How did you first find out about JVC?
It was while I was in college. I ran into a former JV who was doing some recruiting for JVC Midwest and it was sort of a happen stance meeting. She told me all about the program and I thought, yes, this is exactly what I’m looking for! And I applied to be a volunteer.
What did you find most challenging about being a Jesuit Volunteer?
The community aspect was really challenging. Anytime you deal with human beings,
there are unique challenges because of all the different perspectives and backgrounds, and I learned a lot about myself — the good and the bad. Learned a lot about living with other human beings in general.
“It’s definitely a point of pride that [JVC has] become the gold standard for volunteer organizations.”
Beth Pawuk (Houston 1998-99)
You’ve been with JVC for over 10 years. What’s the best thing to happen since you started?
It’s always hard to answer superlatives. I think in general, seeing the volunteers grow, change, and transform by the end of the year. Seeing volunteers at DisOrientation as compared to where they were at Orientation, and noticing how much their perspectives, their horizons have been opened, how much their hearts have been broken, how much they’ve grown, how much they love. It’s amazing. It’s really great to see that.
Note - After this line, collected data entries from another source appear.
//! Payload construction from the transformed table.

use std::fs::File;
use std::io::BufWriter;
use std::path::Path;

use tracing::warn;

use casefill_ingest::CsvTable;
use casefill_model::{AnswerEntry, AnswerPayload, CasefillError, EMPTY_MULTI, Result};

/// Builds one payload per row with a non-empty `case_id`.
///
/// Each payload carries one answer per non-`case_id` column, in table column
/// order. The empty-multi sentinel `[]` is normalized to the empty string so
/// "no values" submits as blank. Rows without a `case_id` are skipped
/// silently; a table with no `case_id` column at all yields no payloads.
pub fn build_payloads(table: &CsvTable) -> Vec<AnswerPayload> {
    let Some(case_idx) = table.case_id_index() else {
        warn!("table has no case_id column; no payloads built");
        return Vec::new();
    };
    let mut payloads = Vec::new();
    for row in &table.rows {
        let case_id = row[case_idx].as_str();
        if case_id.is_empty() {
            continue;
        }
        let mut payload = AnswerPayload::new(case_id);
        for (col_idx, header) in table.headers.iter().enumerate() {
            if col_idx == case_idx {
                continue;
            }
            let value = row[col_idx].as_str();
            let field_value = if value == EMPTY_MULTI { "" } else { value };
            payload
                .answers
                .push(AnswerEntry::customer(header, field_value));
        }
        payloads.push(payload);
    }
    payloads
}

/// Writes the payload list as pretty, UTF-8, non-ASCII-preserving JSON.
///
/// # Errors
///
/// Returns a fatal error when the file cannot be created or serialized.
pub fn write_payload_json(payloads: &[AnswerPayload], path: &Path) -> Result<()> {
    let file = File::create(path)?;
    serde_json::to_writer_pretty(BufWriter::new(file), payloads)
        .map_err(|error| CasefillError::Message(format!("write json {}: {error}", path.display())))
}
It’s definitely a point of pride that we have become, our organization — JVC as a whole — the gold standard for volunteer organizations. My hope is that we continue to lead the way in providing good formation and food for
thought. And programming that really helps to shape future leaders.
What do you wish other people knew about the organization?
I think one of the biggest things is that this is not a year off or a gap year. I know that that term often gets thrown around. And it’s like, ‘oh well, before I
move on to the rest of my life — I’ll do this.’ But no, this year is not just a filler year. This is a year really of being on. Maybe more so than any other point in your life. Of really being aware and intentional about everything you do. And of pushing yourself outside of your comfort zone. That would be my biggest thing — it’s not taking time off. It’s not a year off. It’s really a year where you’re completely on.
What do you think will change about JVC or its Jesuit Volunteers over the next five years?
My hope is that there will be a lot of dialogue and discussion on how to be ethical, compassionate leaders. And how to disagree without being divisive and to be able to work through disagreements without making the person you disagree with a villain.
Hopefully, and five years is not enough — but hopefully JVC will be maybe one step, or one half of a step closer in the work for racial justice and diversity. Certainly we will not be there in five years, but hopefully there will be some things that are slowly moving us along and making us aware of our pitfalls and strengths as well.